Не то чтобы я была слишком расстроена этой перспективой. Совершенно не была. Мне всё нравилось.
* * *
День получился совершенно сумасшедший. Я в бешеном темпе доделывала вчерашнюю работу, параллельно договариваясь с печатниками из типографии по поводу другой работы, которую нужно было сделать ещё на прошлой неделе, но мы не успели, и теперь нас надо было втиснуть в график на попозже, но чтобы по документам всё как бы не изменилось. На меня вечно спихивали такие разговоры, потому что у меня хорошо получалось просить, мне обычно никто не отказывал, и весь отдел этим пользовался, даже в мелочах. Доходило до того, что меня отправляли в отдел снабжения за бумагой для принтера, хотя ничего криминального в закончившейся бумаге вроде как не было, все просто привыкли, что просить – это к Анечке, Анечка милая, ей всё дадут и никогда не откажут. Проблема была только в том, что когда просили меня саму, я тоже всё отдавала и не отказывала, из-за чего рабочий день проносился галопом, но почему-то мимо плана, и план я доделывала с семи до десяти вечера, когда все любители решать проблемы безотказным методом "Анечка, займись" расходились по домам.
"Но сегодня я не могу."
Ужас предчувствия больших проблем грыз меня с самого утра, и если поначалу меня отвлекали воспоминания о зеленоглазом директоре в одном полотенце, то ближе к вечеру они померкли, оставив меня наедине с грядущей разборкой на тему "уж не офигела ли Анечка шляться ночами неизвестно где".

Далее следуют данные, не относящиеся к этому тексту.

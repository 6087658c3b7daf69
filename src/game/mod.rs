pub mod types;
pub mod board;
pub mod rules;
pub mod state;

pub use types::*;
pub use board::*;
pub use rules::*;
pub use state::*;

Днём я была в безопасности, потому что ещё в начале своей работы в "Три-Ви" соврала родителям, что в офисе запрещены мобильные телефоны и нет интернета, и что если меня засекут на камерах в процессе разговора по телефону или даже набора sms, то меня на первый раз оштрафуют, на второй – уволят. Моя сестра Карина, юрист по образованию, за шоколадку подтвердила, что так действительно бывает. Мама поверила, и я уже больше года находилась в блаженном оазисе её не-присутствия с десяти утра до семи вечера, а часто и до самой ночи. Дома я регулярно выслушивала её возмущения по этому поводу, вздыхала, кивала и ничего не делала, потому что меня всё устраивало.
"Но на всю ночь я пока ни разу на работе не оставалась. Она меня точно убьёт. Может быть, соврать, что я ночевала у подружки? Что мы встретились случайно у метро, пошли к ней, а потом напились и уснули, а не позвонила маме я из-за того, что телефон сломался? Нет, это звучит как неумелое враньё. Но проблема в том, что правда тоже будет звучать как неумелое враньё, ещё и дико глупое – уснула на работе, какой бред, кто в это поверит..."
Однажды я действительно осталась ночевать у подружки, не предупредив маму, потому что знала, что если я спрошу разрешения, то она запретит. Я написала маме sms о том, что мы засиделись, опоздав на последний автобус, так что я буду ночевать у подружки, отправила и отключила телефон, сделав вид, что он разрядился. Когда я утром приехала домой, мама встретила меня на пороге лавиной обвинений, заявив, что я лгунья и шлюха, потому что ни у какой подружки я не была, а ночевала у какого-то парня, покрыв позором себя, семью и весь русский народ. Для меня до сих пор оставалось загадкой, почему люди старшего поколения так трепетно относятся к тёмному времени суток, совершенно забывая о том, что сексом можно заниматься днём. Я лично так и делала, с восемнадцати лет, но мама об этом не знала, и ревностно блюла мою честь до двадцати, запрещая мне ходить за ручки с мальчиками, гулять после одиннадцати вечера и брить некоторые места. Я в её запретах проблемы не видела, предпочитая просто держать своего парня подальше от мест, где он может пересечься с моей мамой, этого было достаточно.